NORTHWEST AIRLINES
Carlos Osorio  /  AP file
Soon-to-be-grounded Northwest Airlines workers can now spend their free time saving the environment by recycling trash.
By Brian Tracey Business Editor
msnbc.com
COMMENTARY

Here's a sure sign your company's morale may be in a tailspin: Bankrupt Northwest Airlines advised workers to fish in the trash for things they like or take their dates for a walk in the woods in a move to help workers facing the ax to save money.

The No. 5 U.S. carrier, which has slashed most employees’ pay and is looking to cut jobs as it prepares to exit bankruptcy, put the tips in a booklet handed out to about 50 workers and posted for a time on its employee Web site.

The section, entitled “101 ways to save money,” does not feature in new versions of the booklet or the Web site.

Northwest spokesman Roman Blahoski said some employees who received the handbook had taken issue with a couple of the items. “We agree that some of these suggestions and tips ... were a bit insensitive,” Blahoski told Reuters.

The four-page booklet, “Preparing for a Financial Setback” contained suggestions such as shopping in thrift stores, taking ”a date for a walk along the beach or in the woods” and not being “shy about pulling something you like out of the trash.”

The booklet was part of a 150-page packet to ground workers, such as baggage handlers, whose jobs will likely be cut after their union agreed to allow the airline to outsource some of their work, Blahoski said.

Prepared with the help of an outside company, the booklet encourages employees to manage their money better and prepare for financial emergencies.

Like perhaps having an emergency medical fund if you get tetanus from rummaging through your neighbors' trash cans.

Not-so-bad ideas

  • Workwear apparel maker Dickies has redesigned its jeans to tug less, shift more and improve comfort.

Just don't say the pants defend against the unsightly blue-collar phenomenon known as plumber's crack.

The new design does seem to curtail rear exposure, but Fort Worth-based Williamson-Dickie Mfg.
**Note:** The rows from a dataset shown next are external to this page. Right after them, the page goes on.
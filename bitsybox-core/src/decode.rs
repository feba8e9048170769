use std::io::{Read, Seek, SeekFrom};

use anyhow::Context;

use crate::compress;
use crate::format::*;

/// Reads cartridge files.
pub struct CartReader<R: Read + Seek> {
    reader: R,
    len: u64,
    pub index: Vec<IndexEntry>,
}

impl<R: Read + Seek> CartReader<R> {
    /// Open and parse header + index.
    pub fn new(mut reader: R) -> anyhow::Result<Self> {
        let mut header_buf = [0u8; HEADER_SIZE];
        reader.read_exact(&mut header_buf).context("reading cartridge header")?;
        let header = CartHeader::from_bytes(&header_buf)?;
        let len = reader.seek(SeekFrom::End(0))?;
        if header.index_offset > len {
            anyhow::bail!("index offset {} past end of file ({len} bytes)", header.index_offset);
        }

        reader.seek(SeekFrom::Start(header.index_offset))?;
        let mut index = Vec::with_capacity(header.entry_count.min(1024) as usize);
        for i in 0..header.entry_count {
            let mut fixed = [0u8; IndexEntry::FIXED_SIZE];
            reader
                .read_exact(&mut fixed)
                .with_context(|| format!("reading index entry {i}"))?;
            let (mut entry, name_len) = IndexEntry::from_fixed(&fixed)?;
            let mut name = vec![0u8; name_len];
            reader.read_exact(&mut name)?;
            entry.name = String::from_utf8(name).context("entry name is not utf-8")?;
            index.push(entry);
        }

        Ok(Self { reader, len, index })
    }

    /// Read and decompress one entry by position in the index.
    pub fn read_entry(&mut self, idx: usize) -> anyhow::Result<Vec<u8>> {
        let entry = self
            .index
            .get(idx)
            .with_context(|| format!("no entry {idx}"))?;
        let end = entry.offset.checked_add(entry.compressed_size as u64);
        if end.map_or(true, |end| end > self.len) {
            anyhow::bail!(
                "entry {} ({} bytes at {}) runs past end of file",
                entry.name,
                entry.compressed_size,
                entry.offset
            );
        }
        let size = entry.compressed_size as usize;
        self.reader.seek(SeekFrom::Start(entry.offset))?;
        let mut compressed = vec![0u8; size];
        self.reader.read_exact(&mut compressed)?;
        compress::decompress(&compressed)
    }
}
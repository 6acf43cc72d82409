//! API handlers for the Bookshelf REST endpoints

pub mod books;
pub mod health;
pub mod openapi;

use axum::{
    http::{header, HeaderValue},
    routing::{delete, get},
    Router,
};
use tower_http::{
    cors::{Any, CorsLayer},
    set_header::SetResponseHeaderLayer,
    trace::TraceLayer,
};

use crate::AppState;

/// Create the application router with all routes
pub fn create_router(state: AppState) -> Router {
    // CORS configuration
    let cors = CorsLayer::new()
        .allow_origin(Any)
        .allow_methods(Any)
        .allow_headers(Any);

    let api = Router::new()
        .route("/books", get(books::list_books).post(books::create_book))
        .route("/books/:id", delete(books::delete_book))
        .layer(SetResponseHeaderLayer::overriding(
            header::CACHE_CONTROL,
            HeaderValue::from_static("no-store"),
        ));

    Router::new()
        .route("/", get(health::root))
        .route("/health", get(health::health_check))
        .route("/ready", get(health::readiness_check))
        .nest("/api", api)
        .with_state(state)
        .merge(openapi::create_openapi_router())
        .layer(TraceLayer::new_for_http())
        .layer(cors)
}
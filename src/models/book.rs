//! Book model

use std::{
    fmt,
    str::FromStr,
    sync::atomic::{AtomicU32, Ordering},
};

use chrono::{DateTime, Utc};
use once_cell::sync::Lazy;
use serde::{de, Deserialize, Deserializer, Serialize};
use sqlx::FromRow;
use thiserror::Error;
use utoipa::ToSchema;

/// Random bytes identifying this process inside generated ids
static PROCESS_UNIQUE: Lazy<[u8; 5]> = Lazy::new(rand::random::<[u8; 5]>);

/// Per-process id counter, seeded randomly
static ID_COUNTER: Lazy<AtomicU32> = Lazy::new(|| AtomicU32::new(rand::random::<u32>()));

/// Length of the hexadecimal form of a book identifier
pub const BOOK_ID_LEN: usize = 24;

#[derive(Debug, Error, Clone, PartialEq, Eq)]
#[error("invalid book identifier: {0}")]
pub struct InvalidBookId(pub String);

/// Book identifier: 12 bytes rendered as 24 lowercase hex characters.
///
/// Layout is 4 bytes of big-endian seconds since the epoch, 5 process-random
/// bytes, then a 3-byte counter, so ids generated by one process sort by
/// creation time.
#[derive(Debug, Clone, PartialEq, Eq, Hash, PartialOrd, Ord, Serialize, Deserialize, sqlx::Type)]
#[serde(transparent)]
#[sqlx(transparent)]
pub struct BookId(String);

impl BookId {
    /// Generate a fresh identifier stamped with the current time
    pub fn generate() -> Self {
        Self::generate_at(Utc::now())
    }

    fn generate_at(now: DateTime<Utc>) -> Self {
        let seconds = now.timestamp() as u32;
        let counter = ID_COUNTER.fetch_add(1, Ordering::Relaxed) & 0x00ff_ffff;

        let mut bytes = [0u8; 12];
        bytes[..4].copy_from_slice(&seconds.to_be_bytes());
        bytes[4..9].copy_from_slice(&*PROCESS_UNIQUE);
        bytes[9..].copy_from_slice(&counter.to_be_bytes()[1..]);
        Self(hex::encode(bytes))
    }

    pub fn as_str(&self) -> &str {
        &self.0
    }
}

impl FromStr for BookId {
    type Err = InvalidBookId;

    fn from_str(s: &str) -> Result<Self, Self::Err> {
        if s.len() == BOOK_ID_LEN && s.bytes().all(|b| b.is_ascii_hexdigit()) {
            Ok(Self(s.to_ascii_lowercase()))
        } else {
            Err(InvalidBookId(s.to_string()))
        }
    }
}

impl fmt::Display for BookId {
    fn fmt(&self, f: &mut fmt::Formatter<'_>) -> fmt::Result {
        f.write_str(&self.0)
    }
}

/// Book record as stored and returned by the API
#[derive(Debug, Clone, PartialEq, Serialize, Deserialize, FromRow, ToSchema)]
#[serde(rename_all = "camelCase")]
pub struct Book {
    #[serde(rename = "_id")]
    #[schema(value_type = String, example = "65a1f0c2e4b0a1b2c3d4e5f6")]
    pub id: BookId,
    #[schema(example = "Dune")]
    pub title: String,
    #[schema(example = "Frank Herbert")]
    pub author: String,
    #[schema(example = "978-0-441-01359-3")]
    pub isbn: String,
    #[schema(example = 1965)]
    pub year: i32,
    pub created_at: DateTime<Utc>,
    pub updated_at: DateTime<Utc>,
}

impl Book {
    /// Build a new record from validated input, stamping id and timestamps
    pub fn from_validated(input: ValidatedBook) -> Self {
        let now = Utc::now();
        Self {
            id: BookId::generate_at(now),
            title: input.title,
            author: input.author,
            isbn: input.isbn,
            year: input.year,
            created_at: now,
            updated_at: now,
        }
    }
}

/// Create book request, exactly as received.
///
/// Every field is optional so that missing values are reported by the
/// validation rules rather than by the JSON extractor. Text fields also accept
/// JSON numbers (an ISBN sent as `9780441013593`), and `year` accepts either a
/// number or a numeric string.
#[derive(Debug, Clone, Default, Deserialize, ToSchema)]
pub struct BookPayload {
    #[serde(default, deserialize_with = "text_or_number")]
    #[schema(example = "Dune")]
    pub title: Option<String>,
    #[serde(default, deserialize_with = "text_or_number")]
    #[schema(example = "Frank Herbert")]
    pub author: Option<String>,
    #[serde(default, deserialize_with = "text_or_number")]
    #[schema(example = "978-0-441-01359-3")]
    pub isbn: Option<String>,
    #[schema(value_type = Option<i32>, example = 1965)]
    pub year: Option<serde_json::Value>,
}

/// Read a string field, rendering numbers in their decimal form
fn text_or_number<'de, D>(deserializer: D) -> Result<Option<String>, D::Error>
where
    D: Deserializer<'de>,
{
    match Option::<serde_json::Value>::deserialize(deserializer)? {
        None | Some(serde_json::Value::Null) => Ok(None),
        Some(serde_json::Value::String(s)) => Ok(Some(s)),
        Some(serde_json::Value::Number(n)) => Ok(Some(n.to_string())),
        Some(other) => Err(de::Error::custom(format!(
            "invalid type: expected a string or number, found {}",
            other
        ))),
    }
}

/// Book input that passed validation: trimmed strings and a parsed year
#[derive(Debug, Clone, PartialEq, Eq)]
pub struct ValidatedBook {
    pub title: String,
    pub author: String,
    pub isbn: String,
    pub year: i32,
}
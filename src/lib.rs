//! Bookshelf library catalog
//!
//! A REST JSON API for adding, listing and removing the books of a small
//! library catalog.

use std::sync::Arc;

pub mod api;
pub mod config;
pub mod error;
pub mod models;
pub mod repository;
pub mod services;
pub mod validation;

pub use config::AppConfig;
pub use error::{AppError, AppResult};

/// Application state shared across all handlers
#[derive(Clone)]
pub struct AppState {
    pub services: Arc<services::Services>,
}

impl AppState {
    pub fn new(services: services::Services) -> Self {
        Self {
            services: Arc::new(services),
        }
    }
}
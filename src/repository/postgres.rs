//! PostgreSQL book storage

use async_trait::async_trait;
use sqlx::{postgres::PgPoolOptions, Pool, Postgres};

use super::{BookRepository, RepositoryError, RepositoryResult};
use crate::{
    config::DatabaseConfig,
    models::book::{Book, BookId, ValidatedBook},
};

/// Name of the unique constraint on `books.isbn` (see migrations)
const ISBN_UNIQUE_CONSTRAINT: &str = "books_isbn_unique";

/// SQLSTATE for unique_violation
const UNIQUE_VIOLATION: &str = "23505";

#[derive(Clone)]
pub struct PgBookRepository {
    pool: Pool<Postgres>,
}

impl PgBookRepository {
    pub fn new(pool: Pool<Postgres>) -> Self {
        Self { pool }
    }

    /// Connect to the database and bring the schema up to date
    pub async fn connect(config: &DatabaseConfig) -> anyhow::Result<Self> {
        let pool = PgPoolOptions::new()
            .max_connections(config.max_connections)
            .min_connections(config.min_connections)
            .acquire_timeout(config.timeout())
            .connect(&config.url)
            .await?;

        tracing::info!("Connected to database");

        sqlx::migrate!("./migrations").run(&pool).await?;

        tracing::info!("Database migrations completed");

        Ok(Self::new(pool))
    }
}

/// Map an insert failure, recognising the ISBN unique constraint
fn map_insert_error(err: sqlx::Error, isbn: &str) -> RepositoryError {
    if let sqlx::Error::Database(db_err) = &err {
        if db_err.code().as_deref() == Some(UNIQUE_VIOLATION)
            && db_err.constraint() == Some(ISBN_UNIQUE_CONSTRAINT)
        {
            return RepositoryError::DuplicateKey(isbn.to_string());
        }
    }
    RepositoryError::Database(err)
}

#[async_trait]
impl BookRepository for PgBookRepository {
    async fn create(&self, book: ValidatedBook) -> RepositoryResult<Book> {
        let book = Book::from_validated(book);
        sqlx::query_as::<_, Book>(
            r#"
            INSERT INTO books (id, title, author, isbn, year, created_at, updated_at)
            VALUES ($1, $2, $3, $4, $5, $6, $7)
            RETURNING *
            "#,
        )
        .bind(&book.id)
        .bind(&book.title)
        .bind(&book.author)
        .bind(&book.isbn)
        .bind(book.year)
        .bind(book.created_at)
        .bind(book.updated_at)
        .fetch_one(&self.pool)
        .await
        .map_err(|e| map_insert_error(e, &book.isbn))
    }

    async fn list_all(&self) -> RepositoryResult<Vec<Book>> {
        let rows = sqlx::query_as::<_, Book>(
            "SELECT * FROM books ORDER BY created_at DESC, id DESC",
        )
        .fetch_all(&self.pool)
        .await?;
        Ok(rows)
    }

    async fn delete_by_id(&self, id: &str) -> RepositoryResult<Book> {
        let id: BookId = id.parse()?;
        sqlx::query_as::<_, Book>("DELETE FROM books WHERE id = $1 RETURNING *")
            .bind(&id)
            .fetch_optional(&self.pool)
            .await?
            .ok_or_else(|| RepositoryError::NotFound(id.to_string()))
    }

    async fn ping(&self) -> RepositoryResult<()> {
        sqlx::query("SELECT 1").execute(&self.pool).await?;
        Ok(())
    }

    async fn close(&self) {
        self.pool.close().await;
    }
}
Co. isn't promoting that aspect. In fact, after a newspaper first made the suggestion, Dickies spokesman Jon Ragsdale insisted the designers never had that in mind.

"(The pants) will stay more on the high-hip area," said Constance Russo, who led the new design at Dickies. "So when he moves in the jean, the jean will stay in place."

Dickies says the new design will be incorporated into its line of pants by the spring. Ragsdale called it the most significant change for the manufacturer's denim line in almost 20 years.

Dickies' new cut wasn't spurred by the nation's collectively growing waistline, but the new fit does respond to "more of the way men are shaped now," Russo said.

There's also a more "natural tilt" to the jean, featuring a lower front and higher incline in the back.

But that's about as far as Dickies wants to go in discussing the backside of the pants. There will be no cute or subtle plumber references when Dickies begins marketing the jeans next year, Ragsdale said.

But Ragsdale didn't rule out putting the new jeans on Big Tex, the stiff five-story cowboy who sports a giant pair of Dickies while greeting visitors to the State Fair of Texas every fall.

"It might be time for a change," Ragsdale said.

Of course, Big Tex never bends over.

  • Forget the frame: A Dutch architect has created a levitating bed.

According to the Ananova Web portal, the floating bed designed by Janjaap Ruijssenaar costs $1.54 million. The hovering home furnishing uses magnets built into the floor and the bottom of the bed. Thin steel cables keep the bed from flying off its force field.

Ruijssenaars, who said he has been working for six years on the project, admitted there are still a few problems. "It's lacking a bit of comfort."

He also advised that people with body piercings should not get between the bed and the floor because their piercings could be affected by the magnets.

Late-night laptop surfing is also probably not a good idea.

The Associated Press and Reuters contributed to this report.